ASSIGNMENT: Show, in full, each line of the data that contains "GlobalArgs".

Entries taken from a collection:

···

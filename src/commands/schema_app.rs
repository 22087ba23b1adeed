use clap::Args;
use serde_json::{json, Value};

use item_input::input::{
    boolean_def, choose_def, list_selection_def, object_def, optional_def, optional_string_def,
    static_def, string_def, undefined_def, Choice, Context, EmptyChoices, InputDefinition,
};
use item_input::text;
use item_input::validation::{email_validate, https_url_validate, Validation};

use super::{read_prior, run_form, CmdResult, FormOutput, GlobalArgs};

const AWS_HELP: &str = "Lambda ARNs are listed in the AWS console under Lambda > Functions. \
                        Enter the ARN for each region the connector runs in.";

#[derive(Args)]
pub struct SchemaAppArgs {
    /// Print the result without creating anything
    #[arg(long)]
    pub dry_run: bool,

    /// Build the form for the China region (lambda only, CN ARN)
    #[arg(long)]
    pub china: bool,

    /// Organization to offer, as ID=NAME (repeatable)
    #[arg(long = "organization", value_name = "ID=NAME")]
    pub organizations: Vec<String>,

    /// Edit an existing app: inline JSON or @file
    #[arg(long, value_name = "JSON")]
    pub from: Option<String>,
}

pub fn run(args: SchemaAppArgs, global: &GlobalArgs) -> CmdResult<FormOutput> {
    let prior = args.from.as_deref().map(read_prior).transpose()?;
    let organizations = parse_organizations(&args.organizations)?;
    let def = build_definition(args.china, organizations, prior.as_ref())?;

    let prior = prior.map(|mut app| {
        let has_links = app.get("viperAppLinks").is_some();
        app["includeAppLinks"] = Value::Bool(has_links);
        app
    });
    let (mut output, code) = run_form("schema-app", &def, prior, args.dry_run, global)?;
    if let Some(Value::Object(app)) = output.value.as_mut() {
        app.remove("includeAppLinks");
    }
    Ok((output, code))
}

fn parse_organizations(raw: &[String]) -> item_input::Result<Vec<Choice<Value>>> {
    raw.iter()
        .map(|entry| match entry.split_once('=') {
            Some((id, name)) if !id.is_empty() && !name.is_empty() => {
                Ok(Choice::new(name, json!(id)))
            }
            _ => Err(item_input::Error::validation_invalid_argument(
                "organization",
                format!("Expected ID=NAME, got '{}'", entry),
                None,
                None,
            )),
        })
        .collect()
}

fn hosting_type_is(expected: &'static str) -> impl Fn(&Context) -> bool + Send + Sync + 'static {
    move |ctx| ctx.field_str("hostingType") == Some(expected)
}

fn arn_def(
    name: &str,
    in_china: bool,
    for_china: bool,
    prior: Option<&Value>,
) -> InputDefinition {
    if in_china != for_china {
        return undefined_def();
    }
    let inner = if in_china {
        string_def(name).help_text(AWS_HELP)
    } else {
        optional_string_def(name).help_text(AWS_HELP)
    };
    let initially_active = prior.and_then(|p| p.get("hostingType")) == Some(&json!("lambda"));
    optional_def(inner, hosting_type_is("lambda"))
        .initially_active(initially_active)
        .into()
}

fn webhook_url_def(in_china: bool, prior: Option<&Value>) -> InputDefinition {
    if in_china {
        return undefined_def();
    }
    let initially_active = prior.and_then(|p| p.get("hostingType")) == Some(&json!("webhook"));
    optional_def(
        string_def("Webhook URL").validate(https_url_validate),
        hosting_type_is("webhook"),
    )
    .initially_active(initially_active)
    .into()
}

fn lambda_arn_required(app: &serde_json::Map<String, Value>, _ctx: &Context) -> Validation {
    let any_arn = ["lambdaArn", "lambdaArnEU", "lambdaArnAP", "lambdaArnCN"]
        .iter()
        .any(|key| app.get(*key).and_then(Value::as_str).is_some_and(|s| !s.is_empty()));
    if app.get("hostingType") == Some(&json!("lambda")) && !any_arn {
        Validation::invalid("At least one lambda ARN is required.")
    } else {
        Validation::Valid
    }
}

pub(crate) fn build_definition(
    in_china: bool,
    organizations: Vec<Choice<Value>>,
    prior: Option<&Value>,
) -> item_input::Result<InputDefinition> {
    let hosting_type = if in_china {
        static_def("lambda")
    } else {
        list_selection_def("Hosting Type", ["lambda", "webhook"])
            .default_value("webhook")
            .into()
    };

    let app_links = object_def("App-to-app Links")
        .field("android", string_def("Android Link"))
        .field("ios", string_def("iOS Link"))
        .field("isLinkingEnabled", static_def(true))
        .summarize_with(|value, _| {
            text::clip_to_maximum(
                &format!(
                    "android: {}, ios: {}",
                    text::string_from_value(value.get("android").unwrap_or(&Value::Null)),
                    text::string_from_value(value.get("ios").unwrap_or(&Value::Null)),
                ),
                60,
            )
        });
    let has_links = prior.and_then(|p| p.get("viperAppLinks")).is_some();

    Ok(object_def("Schema App")
        .field(
            "organizationId",
            choose_def("Organization", organizations, EmptyChoices::Absent)?,
        )
        .field("partnerName", string_def("Partner Name"))
        .field("userEmail", string_def("User email").validate(email_validate))
        .field(
            "appName",
            optional_string_def("App Name").default_with(|ctx| {
                ctx.field_str("partnerName").unwrap_or_default().to_string()
            }),
        )
        .field(
            "oAuthAuthorizationUrl",
            string_def("OAuth Authorization URL").validate(https_url_validate),
        )
        .field(
            "oAuthTokenUrl",
            string_def("Partner OAuth Refresh Token URL").validate(https_url_validate),
        )
        .field("icon", optional_string_def("Icon URL").validate(https_url_validate))
        .field("icon2x", optional_string_def("2x Icon URL").validate(https_url_validate))
        .field("icon3x", optional_string_def("3x Icon URL").validate(https_url_validate))
        .field("oAuthClientId", string_def("Partner OAuth Client Id"))
        .field("oAuthClientSecret", string_def("Partner OAuth Client Secret"))
        .field("oAuthScope", optional_string_def("Partner OAuth Scope"))
        .field("schemaType", static_def("st-schema"))
        .field("hostingType", hosting_type)
        .field("lambdaArn", arn_def("Lambda ARN for US region", in_china, false, prior))
        .field("lambdaArnEU", arn_def("Lambda ARN for EU region", in_china, false, prior))
        .field("lambdaArnCN", arn_def("Lambda ARN for CN region", in_china, true, prior))
        .field("lambdaArnAP", arn_def("Lambda ARN for AP region", in_china, false, prior))
        .field("webhookUrl", webhook_url_def(in_china, prior))
        .field(
            "includeAppLinks",
            boolean_def("Enable app-to-app linking?").default_value(false),
        )
        .field(
            "viperAppLinks",
            optional_def(app_links, |ctx| {
                ctx.field("includeAppLinks").and_then(Value::as_bool) == Some(true)
            })
            .initially_active(has_links),
        )
        .validate_final(lambda_arn_required)
        .into())
}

···

COMPLETED TASK:
use super::{read_prior, run_form, CmdResult, FormOutput, GlobalArgs};
pub fn run(args: SchemaAppArgs, global: &GlobalArgs) -> CmdResult<FormOutput> {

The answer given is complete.